*EXERCISE BRIEF*
Only some lines are wanted. Transcribe, exactly, the lines below from the line with "if self.scheduler.has_pending(&action, None)" up to and including the line with "task.clone(), args: args.clone()".

Stored data:
****************************************
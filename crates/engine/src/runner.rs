// SPDX-License-Identifier: BUSL-1.1
// Copyright (c) 2026 Alfred Jean LLC

//! The run manager: lifecycle state machine for background task runs.
//!
//! One run moves start → continue → run → ... → cleanup, every transition
//! delivered as a scheduler action. Correctness under duplicate delivery
//! and overlapping starts rests on two mechanisms, both re-checked on every
//! run-scoped action rather than enforced transactionally:
//!
//! - the latest-run pointer: an action whose run identity is no longer
//!   current for its task and start arguments is discarded;
//! - the completed history: a run that already cleaned up never cleans up
//!   again, even if a stray `continue` arrives afterwards.

use crate::error::{EngineError, ScheduleError};
use crate::scheduler::{ActionId, ActionScheduler};
use crate::task::{BackgroundTask, ChunkContext, TaskRegistry};
use pf_core::{ActionGroup, Args, Clock, RunId, TaskAction, TaskName};
use pf_store::runs;
use pf_store::KeyedStore;
use std::sync::Arc;
use std::time::Duration;

/// Delay before the next `continue` after a chunk completes. Exists to pace
/// calls against external rate limits, not for correctness.
pub const DEFAULT_CONTINUE_DELAY: Duration = Duration::from_secs(60);

/// Drives task runs chunk by chunk. Owns all mutation of the latest-run
/// pointers and work queues; no other component writes them.
pub struct TaskRunner<C: Clock> {
    store: Arc<dyn KeyedStore>,
    scheduler: Arc<dyn ActionScheduler>,
    registry: Arc<TaskRegistry>,
    clock: C,
    continue_delay: Duration,
}

impl<C: Clock> TaskRunner<C> {
    pub fn new(
        store: Arc<dyn KeyedStore>,
        scheduler: Arc<dyn ActionScheduler>,
        registry: Arc<TaskRegistry>,
        clock: C,
    ) -> Self {
        Self { store, scheduler, registry, clock, continue_delay: DEFAULT_CONTINUE_DELAY }
    }

    pub fn with_continue_delay(mut self, delay: Duration) -> Self {
        self.continue_delay = delay;
        self
    }

    // ── Public scheduling API ────────────────────────────────────────────────

    /// Enroll a start to fire asap. Skipped (returning `None`) when an
    /// equivalent start is already pending.
    pub fn enqueue_task(
        &self,
        task: &TaskName,
        args: Args,
    ) -> Result<Option<ActionId>, EngineError> {
        Ok(self.enroll_deduped(None, TaskAction::Start { task: task.clone(), args }, None)?)
    }

    /// Enroll a start to fire once at `at_epoch_ms`.
    pub fn schedule_task(
        &self,
        task: &TaskName,
        at_epoch_ms: u64,
        args: Args,
    ) -> Result<Option<ActionId>, EngineError> {
        Ok(self.enroll_deduped(
            Some(at_epoch_ms),
            TaskAction::Start { task: task.clone(), args },
            None,
        )?)
    }

    /// Enroll a recurring start.
    pub fn schedule_recurring_task(
        &self,
        task: &TaskName,
        first_epoch_ms: u64,
        interval: Duration,
        args: Args,
    ) -> Result<Option<ActionId>, EngineError> {
        let action = TaskAction::Start { task: task.clone(), args };
        if self.scheduler.has_pending(&action, None) {
            tracing::debug!(task = %task, "equivalent recurring start already pending, skipping");
            return Ok(None);
        }
        Ok(Some(self.scheduler.schedule_recurring(first_epoch_ms, interval, action)?))
    }

    /// Stop any current run of `task` for these start arguments: unschedule
    /// the matching pending start, cancel the run's action group, and drop
    /// its queue. History is untouched.
    pub fn stop_task(&self, task: &TaskName, args: &Args) -> Result<(), EngineError> {
        let latest = runs::latest_run_id(&*self.store, task, Some(args))?;

        self.scheduler
            .cancel(&TaskAction::Start { task: task.clone(), args: args.clone() });

        // None means this is probably the very first run
        if let Some(run_id) = latest {
            self.scheduler.cancel_group(&ActionGroup::for_run(task, &run_id));
            runs::clear_queue(&*self.store, task, &run_id)?;
            tracing::info!(task = %task, run_id = %run_id, "stopped run");
        }
        Ok(())
    }

    // ── Action dispatch ──────────────────────────────────────────────────────

    /// Handle one scheduler-delivered action.
    pub async fn handle(&self, action: TaskAction) -> Result<(), EngineError> {
        tracing::info!("handling action {}", action.log_summary());
        match action {
            TaskAction::Start { task, args } => self.start(&task, &args).await,
            TaskAction::Continue { task, run_id } => self.continue_run(&task, &run_id).await,
            TaskAction::Run { task, run_id, chunk } => {
                self.run_chunk(&task, &run_id, chunk).await
            }
            TaskAction::Cleanup { task, run_id } => self.cleanup_run(&task, &run_id).await,
        }
    }

    /// Start a new run: bury any current run for (task, args), mint a fresh
    /// run identity, materialize the queue, and continue immediately.
    async fn start(&self, task: &TaskName, args: &Args) -> Result<(), EngineError> {
        let def = self.task_def(task)?;
        self.stop_task(task, args)?;

        let run_id = RunId::mint();
        runs::set_latest_run(&*self.store, task, args, &run_id)?;
        runs::record_started(&*self.store, task, &run_id)?;

        let queue = def.generate_queue(args, &run_id).await.map_err(|source| {
            EngineError::QueueGeneration { task: task.clone(), source }
        })?;
        runs::write_queue(&*self.store, task, &run_id, &queue)?;
        tracing::info!(task = %task, run_id = %run_id, chunks = queue.len(), "run started");

        self.continue_run(task, &run_id).await
    }

    /// Pop the next chunk and dispatch it, or dispatch cleanup when the
    /// queue is exhausted. Popping an empty or never-created queue is "no
    /// more work", not an error.
    async fn continue_run(&self, task: &TaskName, run_id: &RunId) -> Result<(), EngineError> {
        if self.already_completed(task, run_id)? {
            tracing::info!(task = %task, run_id = %run_id, "run already completed, skipping continue");
            return Ok(());
        }

        let group = ActionGroup::for_run(task, run_id);
        let next = match runs::pop_front(&*self.store, task, run_id)? {
            Some(chunk) => {
                TaskAction::Run { task: task.clone(), run_id: run_id.clone(), chunk }
            }
            None => TaskAction::Cleanup { task: task.clone(), run_id: run_id.clone() },
        };
        self.enroll_deduped(None, next, Some(group))?;
        Ok(())
    }

    /// Process one chunk, then re-arm `continue` after the pacing delay.
    async fn run_chunk(
        &self,
        task: &TaskName,
        run_id: &RunId,
        chunk: Args,
    ) -> Result<(), EngineError> {
        if self.is_stale(task, run_id)? {
            tracing::info!(task = %task, run_id = %run_id, "skipping old run action");
            return Ok(());
        }

        let def = self.task_def(task)?;
        let ctx = ChunkContext::new(&*self.store, task, run_id);
        if let Err(error) = def.process_chunk(&ctx, chunk).await {
            // Forward progress over per-chunk strict success: the failure is
            // logged and the run still advances.
            tracing::error!(task = %task, run_id = %run_id, %error, "chunk processing failed");
        }

        let due = self.clock.epoch_ms() + self.continue_delay.as_millis() as u64;
        let group = ActionGroup::for_run(task, run_id);
        let action = TaskAction::Continue { task: task.clone(), run_id: run_id.clone() };
        self.enroll_deduped(Some(due), action, Some(group))?;
        Ok(())
    }

    /// Run the task's cleanup hook at most once, then retire the run into
    /// the completed history.
    async fn cleanup_run(&self, task: &TaskName, run_id: &RunId) -> Result<(), EngineError> {
        if self.is_stale(task, run_id)? {
            tracing::info!(task = %task, run_id = %run_id, "skipping old run cleanup");
            return Ok(());
        }
        if self.already_completed(task, run_id)? {
            tracing::info!(task = %task, run_id = %run_id, "cleanup already ran, skipping");
            return Ok(());
        }

        let def = self.task_def(task)?;
        if let Err(error) = def.cleanup(run_id).await {
            tracing::error!(task = %task, run_id = %run_id, %error, "cleanup hook failed");
        }
        runs::record_completed(&*self.store, task, run_id)?;
        tracing::info!(task = %task, run_id = %run_id, "run completed");
        Ok(())
    }

    // ── Guards ───────────────────────────────────────────────────────────────

    /// An action is stale when its run identity no longer matches the
    /// latest-run pointer for the run's original start arguments (falling
    /// back to the task-global pointer when the start-args record is gone).
    fn is_stale(&self, task: &TaskName, run_id: &RunId) -> Result<bool, EngineError> {
        let args = runs::start_args(&*self.store, task, run_id)?;
        let latest = runs::latest_run_id(&*self.store, task, args.as_ref())?;
        Ok(latest.as_ref() != Some(run_id))
    }

    fn already_completed(&self, task: &TaskName, run_id: &RunId) -> Result<bool, EngineError> {
        let args = runs::start_args(&*self.store, task, run_id)?;
        let history = runs::completed_history(&*self.store, task, args.as_ref())?;
        Ok(history.contains(run_id))
    }

    fn task_def(&self, task: &TaskName) -> Result<&Arc<dyn BackgroundTask>, EngineError> {
        self.registry.get(task).ok_or_else(|| EngineError::UnknownTask(task.clone()))
    }

    /// Enroll unless an equivalent action is already pending. A scheduler
    /// refusal propagates — silently dropping the enrollment would leave the
    /// run with no path forward.
    fn enroll_deduped(
        &self,
        due_epoch_ms: Option<u64>,
        action: TaskAction,
        group: Option<ActionGroup>,
    ) -> Result<Option<ActionId>, ScheduleError> {
        if self.scheduler.has_pending(&action, group.as_ref()) {
            tracing::debug!("equivalent action already pending, skipping {}", action.log_summary());
            return Ok(None);
        }
        let id = match due_epoch_ms {
            Some(due) => self.scheduler.schedule_at(due, action, group)?,
            None => self.scheduler.enqueue(action, group)?,
        };
        Ok(Some(id))
    }
}

#[cfg(test)]
#[path = "runner_tests.rs"]
mod tests;
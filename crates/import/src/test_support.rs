// SPDX-License-Identifier: BUSL-1.1
// Copyright (c) 2026 Alfred Jean LLC

//! Test doubles for importer consumers: a canned Flickr API and an
//! in-memory content sink.

use crate::sink::{ContentSink, NewComment, NewPost, SinkError};
use async_trait::async_trait;
use parking_lot::Mutex;
use pf_flickr::{
    Comment, Content, FlickrApi, FlickrError, FlickrUser, Photo, PhotoPage, PhotoQuery, PhotoRef,
    Photoset, PhotosetPhotos, SizeEntry,
};
use std::collections::{HashMap, HashSet};
use std::path::{Path, PathBuf};

/// Build a photo-stream item with sensible defaults.
pub fn photo(id: &str, uploaded: u64) -> Photo {
    Photo {
        id: id.to_string(),
        title: format!("photo {id}"),
        media: "photo".to_string(),
        url_o: Some(format!("https://fake.flickr/{id}_o.jpg")),
        originalformat: Some("jpg".to_string()),
        dateupload: Some(serde_json::json!(uploaded.to_string())),
        datetaken: Some("2024-01-20 17:31:02".to_string()),
        tags: Some("test".to_string()),
        description: Content { content: format!("description {id}") },
        height_o: None,
    }
}

/// Build a video item (no `url_o`; source resolves through sizes).
pub fn video(id: &str, uploaded: u64, height: u64) -> Photo {
    Photo {
        url_o: None,
        media: "video".to_string(),
        originalformat: Some("mp4".to_string()),
        height_o: Some(serde_json::json!(height)),
        ..photo(id, uploaded)
    }
}

pub fn comment(id: &str, author_name: &str, created: u64, body: &str) -> Comment {
    Comment {
        id: id.to_string(),
        author: format!("{author_name}@nsid"),
        authorname: author_name.to_string(),
        realname: String::new(),
        datecreate: Some(serde_json::json!(created.to_string())),
        content: body.to_string(),
    }
}

#[derive(Default)]
struct FlickrState {
    photosets: Vec<(Photoset, Vec<PhotoRef>)>,
    photo_pages: Vec<Vec<Photo>>,
    comments: HashMap<String, Vec<Comment>>,
    sizes: HashMap<String, Vec<SizeEntry>>,
    failing_downloads: HashSet<String>,
}

/// Canned Flickr API.
pub struct FakeFlickr {
    nsid: String,
    state: Mutex<FlickrState>,
}

impl FakeFlickr {
    pub fn new(nsid: &str) -> Self {
        Self { nsid: nsid.to_string(), state: Mutex::new(FlickrState::default()) }
    }

    pub fn add_photoset(&self, id: &str, title: &str, member_ids: &[&str]) {
        let photoset = Photoset {
            id: id.to_string(),
            title: Content { content: title.to_string() },
            description: Content::default(),
        };
        let members = member_ids
            .iter()
            .map(|id| PhotoRef { id: id.to_string(), title: None })
            .collect();
        self.state.lock().photosets.push((photoset, members));
    }

    /// Append one photo-stream page.
    pub fn add_photo_page(&self, photos: Vec<Photo>) {
        self.state.lock().photo_pages.push(photos);
    }

    pub fn set_comments(&self, media_id: &str, comments: Vec<Comment>) {
        self.state.lock().comments.insert(media_id.to_string(), comments);
    }

    pub fn set_sizes(&self, media_id: &str, sizes: Vec<SizeEntry>) {
        self.state.lock().sizes.insert(media_id.to_string(), sizes);
    }

    /// Make downloads of this URL fail.
    pub fn fail_download(&self, url: &str) {
        self.state.lock().failing_downloads.insert(url.to_string());
    }
}

#[async_trait]
impl FlickrApi for FakeFlickr {
    async fn find_user_by_username(&self, username: &str) -> Result<FlickrUser, FlickrError> {
        Ok(FlickrUser {
            nsid: self.nsid.clone(),
            id: Some(self.nsid.clone()),
            username: Some(Content { content: username.to_string() }),
        })
    }

    async fn photosets_for_user(&self, _nsid: &str) -> Result<Vec<Photoset>, FlickrError> {
        Ok(self.state.lock().photosets.iter().map(|(ps, _)| ps.clone()).collect())
    }

    async fn photos_for_photoset(
        &self,
        photoset_id: &str,
        page: u32,
        _per_page: u32,
    ) -> Result<PhotosetPhotos, FlickrError> {
        let state = self.state.lock();
        let members = state
            .photosets
            .iter()
            .find(|(ps, _)| ps.id == photoset_id)
            .map(|(_, members)| members.clone())
            .unwrap_or_default();
        Ok(PhotosetPhotos { page, pages: 1, photo: members })
    }

    async fn photos_for_user(
        &self,
        _nsid: &str,
        query: &PhotoQuery,
    ) -> Result<PhotoPage, FlickrError> {
        let state = self.state.lock();
        let pages = state.photo_pages.len() as u32;
        let page = query.page.clamp(1, pages.max(1));
        let photos = state
            .photo_pages
            .get(page as usize - 1)
            .cloned()
            .unwrap_or_default()
            .into_iter()
            .filter(|p| {
                query
                    .min_upload_date
                    .map_or(true, |since| p.uploaded_epoch().unwrap_or(0) >= since)
            })
            .collect();
        Ok(PhotoPage { page, pages, photo: photos })
    }

    async fn photo_sizes(&self, photo_id: &str) -> Result<Vec<SizeEntry>, FlickrError> {
        Ok(self.state.lock().sizes.get(photo_id).cloned().unwrap_or_default())
    }

    async fn comments_for_photo(&self, photo_id: &str) -> Result<Vec<Comment>, FlickrError> {
        Ok(self.state.lock().comments.get(photo_id).cloned().unwrap_or_default())
    }

    async fn download(&self, url: &str) -> Result<Vec<u8>, FlickrError> {
        if self.state.lock().failing_downloads.contains(url) {
            return Err(FlickrError::Api { code: 404, message: format!("not found: {url}") });
        }
        Ok(url.as_bytes().to_vec())
    }
}

/// One post as stored by [`MemorySink`].
#[derive(Debug, Clone)]
pub struct StoredPost {
    pub id: String,
    pub post: NewPost,
    pub attachments: Vec<PathBuf>,
    pub comments: Vec<NewComment>,
}

#[derive(Default)]
struct SinkState {
    posts: Vec<StoredPost>,
    /// album id → category id
    categories: HashMap<String, String>,
    next_id: u64,
}

/// In-memory content sink.
#[derive(Default)]
pub struct MemorySink {
    state: Mutex<SinkState>,
}

impl MemorySink {
    pub fn new() -> Self {
        Self::default()
    }

    pub fn posts(&self) -> Vec<StoredPost> {
        self.state.lock().posts.clone()
    }

    pub fn post_for_media(&self, media_id: &str) -> Option<StoredPost> {
        self.state.lock().posts.iter().find(|p| p.post.media_id == media_id).cloned()
    }

    pub fn category_count(&self) -> usize {
        self.state.lock().categories.len()
    }

    /// Pre-seed an imported post (for delta tests).
    pub fn seed_post(&self, media_id: &str) -> String {
        let mut state = self.state.lock();
        state.next_id += 1;
        let id = format!("post-{}", state.next_id);
        state.posts.push(StoredPost {
            id: id.clone(),
            post: NewPost {
                media_id: media_id.to_string(),
                title: String::new(),
                body: String::new(),
                author: None,
                uploaded_epoch: 0,
                taken: None,
                tags: vec![],
                categories: vec![],
            },
            attachments: vec![],
            comments: vec![],
        });
        id
    }
}

#[async_trait]
impl ContentSink for MemorySink {
    async fn find_post_for_media(&self, media_id: &str) -> Result<Option<String>, SinkError> {
        Ok(self
            .state
            .lock()
            .posts
            .iter()
            .find(|p| p.post.media_id == media_id)
            .map(|p| p.id.clone()))
    }

    async fn upsert_category(
        &self,
        album_id: &str,
        _name: &str,
        _description: &str,
    ) -> Result<String, SinkError> {
        let mut state = self.state.lock();
        if let Some(id) = state.categories.get(album_id) {
            return Ok(id.clone());
        }
        let id = format!("cat-{}", state.categories.len() + 1);
        state.categories.insert(album_id.to_string(), id.clone());
        Ok(id)
    }

    async fn create_post(&self, post: NewPost) -> Result<String, SinkError> {
        let mut state = self.state.lock();
        state.next_id += 1;
        let id = format!("post-{}", state.next_id);
        state.posts.push(StoredPost { id: id.clone(), post, attachments: vec![], comments: vec![] });
        Ok(id)
    }

    async fn attach_media(&self, post_id: &str, source: &Path) -> Result<String, SinkError> {
        let mut state = self.state.lock();
        let post = state
            .posts
            .iter_mut()
            .find(|p| p.id == post_id)
            .ok_or_else(|| SinkError::UnknownPost(post_id.to_string()))?;
        post.attachments.push(source.to_path_buf());
        Ok(format!("att-{post_id}"))
    }

    async fn clear_comments(&self, post_id: &str) -> Result<(), SinkError> {
        let mut state = self.state.lock();
        if let Some(post) = state.posts.iter_mut().find(|p| p.id == post_id) {
            post.comments.clear();
        }
        Ok(())
    }

    async fn comment_exists(
        &self,
        post_id: &str,
        author_name: &str,
        created_epoch: u64,
    ) -> Result<bool, SinkError> {
        Ok(self.state.lock().posts.iter().any(|p| {
            p.id == post_id
                && p.comments
                    .iter()
                    .any(|c| c.author_name == author_name && c.created_epoch == created_epoch)
        }))
    }

    async fn insert_comment(&self, post_id: &str, comment: NewComment) -> Result<(), SinkError> {
        let mut state = self.state.lock();
        let post = state
            .posts
            .iter_mut()
            .find(|p| p.id == post_id)
            .ok_or_else(|| SinkError::UnknownPost(post_id.to_string()))?;
        post.comments.push(comment);
        Ok(())
    }

    async fn imported_media_ids(
        &self,
        offset: usize,
        limit: usize,
    ) -> Result<Vec<String>, SinkError> {
        let mut ids: Vec<String> =
            self.state.lock().posts.iter().map(|p| p.post.media_id.clone()).collect();
        ids.sort_unstable();
        Ok(ids.into_iter().skip(offset).take(limit).collect())
    }

    async fn imported_media_count(&self) -> Result<usize, SinkError> {
        Ok(self.state.lock().posts.len())
    }
}
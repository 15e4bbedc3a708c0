// SPDX-License-Identifier: BUSL-1.1
// Copyright (c) 2026 Alfred Jean LLC

//! Task and run identifier types.
//!
//! A `TaskName` is a stable, human-chosen label that selects which task
//! definition handles an action. A `RunId` is minted fresh for every run of
//! a task and is the correlation key binding the run's queue, chunk actions,
//! and cleanup together.

use serde::{Deserialize, Serialize};
use smol_str::SmolStr;

/// Stable name of a background task (e.g. `initial_import`).
///
/// Never generated at runtime; doubles as the event namespace and the
/// storage-key namespace, so it must be unique across registered tasks.
#[derive(Debug, Clone, PartialEq, Eq, Hash, Serialize, Deserialize)]
#[serde(transparent)]
pub struct TaskName(SmolStr);

impl TaskName {
    pub fn new(name: impl Into<SmolStr>) -> Self {
        Self(name.into())
    }

    pub fn as_str(&self) -> &str {
        &self.0
    }
}

impl std::fmt::Display for TaskName {
    fn fmt(&self, f: &mut std::fmt::Formatter<'_>) -> std::fmt::Result {
        write!(f, "{}", self.0)
    }
}

impl From<&str> for TaskName {
    fn from(s: &str) -> Self {
        Self::new(s)
    }
}

impl PartialEq<str> for TaskName {
    fn eq(&self, other: &str) -> bool {
        self.0 == other
    }
}

impl PartialEq<&str> for TaskName {
    fn eq(&self, other: &&str) -> bool {
        self.0 == *other
    }
}

/// Unique identifier for one run of a background task.
///
/// The format is `run-{nanoid}` where the nanoid is 19 random characters;
/// the total of 23 characters fits SmolStr inline capacity and carries
/// enough entropy that a collision over a task's operational lifetime is
/// negligible. Minted in `start`, buried by the next `start` for the same
/// task and arguments, never reused.
#[derive(Debug, Clone, PartialEq, Eq, Hash, Serialize, Deserialize)]
#[serde(transparent)]
pub struct RunId(SmolStr);

impl RunId {
    pub const PREFIX: &'static str = "run-";

    /// Mint a new random run identifier.
    pub fn mint() -> Self {
        Self(SmolStr::new(format!("{}{}", Self::PREFIX, nanoid::nanoid!(19))))
    }

    /// Rebuild an identifier from its stored form.
    pub fn from_string(id: impl Into<SmolStr>) -> Self {
        Self(id.into())
    }

    pub fn as_str(&self) -> &str {
        &self.0
    }

    /// Returns the suffix (without prefix) truncated to at most `n` characters.
    pub fn short(&self, n: usize) -> &str {
        let suffix = self.0.strip_prefix(Self::PREFIX).unwrap_or(&self.0);
        let end = std::cmp::min(n, suffix.len());
        &suffix[..end]
    }
}

impl std::fmt::Display for RunId {
    fn fmt(&self, f: &mut std::fmt::Formatter<'_>) -> std::fmt::Result {
        write!(f, "{}", self.0)
    }
}

impl From<&str> for RunId {
    fn from(s: &str) -> Self {
        Self::from_string(s)
    }
}

impl PartialEq<str> for RunId {
    fn eq(&self, other: &str) -> bool {
        self.0 == other
    }
}

impl PartialEq<&str> for RunId {
    fn eq(&self, other: &&str) -> bool {
        self.0 == *other
    }
}

#[cfg(test)]
#[path = "id_tests.rs"]
mod tests;
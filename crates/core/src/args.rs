// SPDX-License-Identifier: BUSL-1.1
// Copyright (c) 2026 Alfred Jean LLC

//! Argument maps for task starts and chunks.
//!
//! One type serves both roles: the start arguments that define a logical
//! run family and the per-chunk argument sets flowing through the work
//! queue. Keys are kept sorted, so serialization is canonical and two maps
//! with the same entries hash identically regardless of insertion order.

use serde::{Deserialize, Serialize};
use serde_json::Value;
use sha2::{Digest, Sha256};
use std::collections::BTreeMap;
use std::fmt::Write as _;

/// An ordered mapping of named argument values.
#[derive(Debug, Clone, Default, PartialEq, Eq, Serialize, Deserialize)]
#[serde(transparent)]
pub struct Args(BTreeMap<String, Value>);

impl Args {
    pub fn new() -> Self {
        Self::default()
    }

    /// Builder-style insert.
    pub fn with(mut self, key: impl Into<String>, value: impl Into<Value>) -> Self {
        self.0.insert(key.into(), value.into());
        self
    }

    pub fn set(&mut self, key: impl Into<String>, value: impl Into<Value>) {
        self.0.insert(key.into(), value.into());
    }

    pub fn get(&self, key: &str) -> Option<&Value> {
        self.0.get(key)
    }

    pub fn get_str(&self, key: &str) -> Option<&str> {
        self.0.get(key).and_then(Value::as_str)
    }

    pub fn get_u64(&self, key: &str) -> Option<u64> {
        self.0.get(key).and_then(Value::as_u64)
    }

    pub fn is_empty(&self) -> bool {
        self.0.is_empty()
    }

    pub fn len(&self) -> usize {
        self.0.len()
    }

    /// Canonical serialization: key-sorted JSON.
    pub fn canonical(&self) -> String {
        // A BTreeMap of JSON values always serializes
        serde_json::to_string(&self.0).unwrap_or_default()
    }

    /// Fixed-width content hash of the canonical serialization.
    ///
    /// Used as a storage-key suffix to namespace per-argument-set state;
    /// collision resistance is a namespacing concern, not a security one.
    pub fn content_hash(&self) -> String {
        let digest = Sha256::digest(self.canonical().as_bytes());
        let mut out = String::with_capacity(32);
        for byte in &digest[..16] {
            let _ = write!(out, "{byte:02x}");
        }
        out
    }
}

impl FromIterator<(String, Value)> for Args {
    fn from_iter<I: IntoIterator<Item = (String, Value)>>(iter: I) -> Self {
        Self(iter.into_iter().collect())
    }
}

#[cfg(test)]
#[path = "args_tests.rs"]
mod tests;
****************************************
*YOUR SOLUTION*
        if self.scheduler.has_pending(&action, None) {
            tracing::debug!(task = %task, "equivalent recurring start already pending, skipping");
            return Ok(None);
        }
        Ok(Some(self.scheduler.schedule_recurring(first_epoch_ms, interval, action)?))
    }

    /// Stop any current run of `task` for these start arguments: unschedule
    /// the matching pending start, cancel the run's action group, and drop
    /// its queue. History is untouched.
    pub fn stop_task(&self, task: &TaskName, args: &Args) -> Result<(), EngineError> {
        let latest = runs::latest_run_id(&*self.store, task, Some(args))?;

        self.scheduler
            .cancel(&TaskAction::Start { task: task.clone(), args: args.clone() });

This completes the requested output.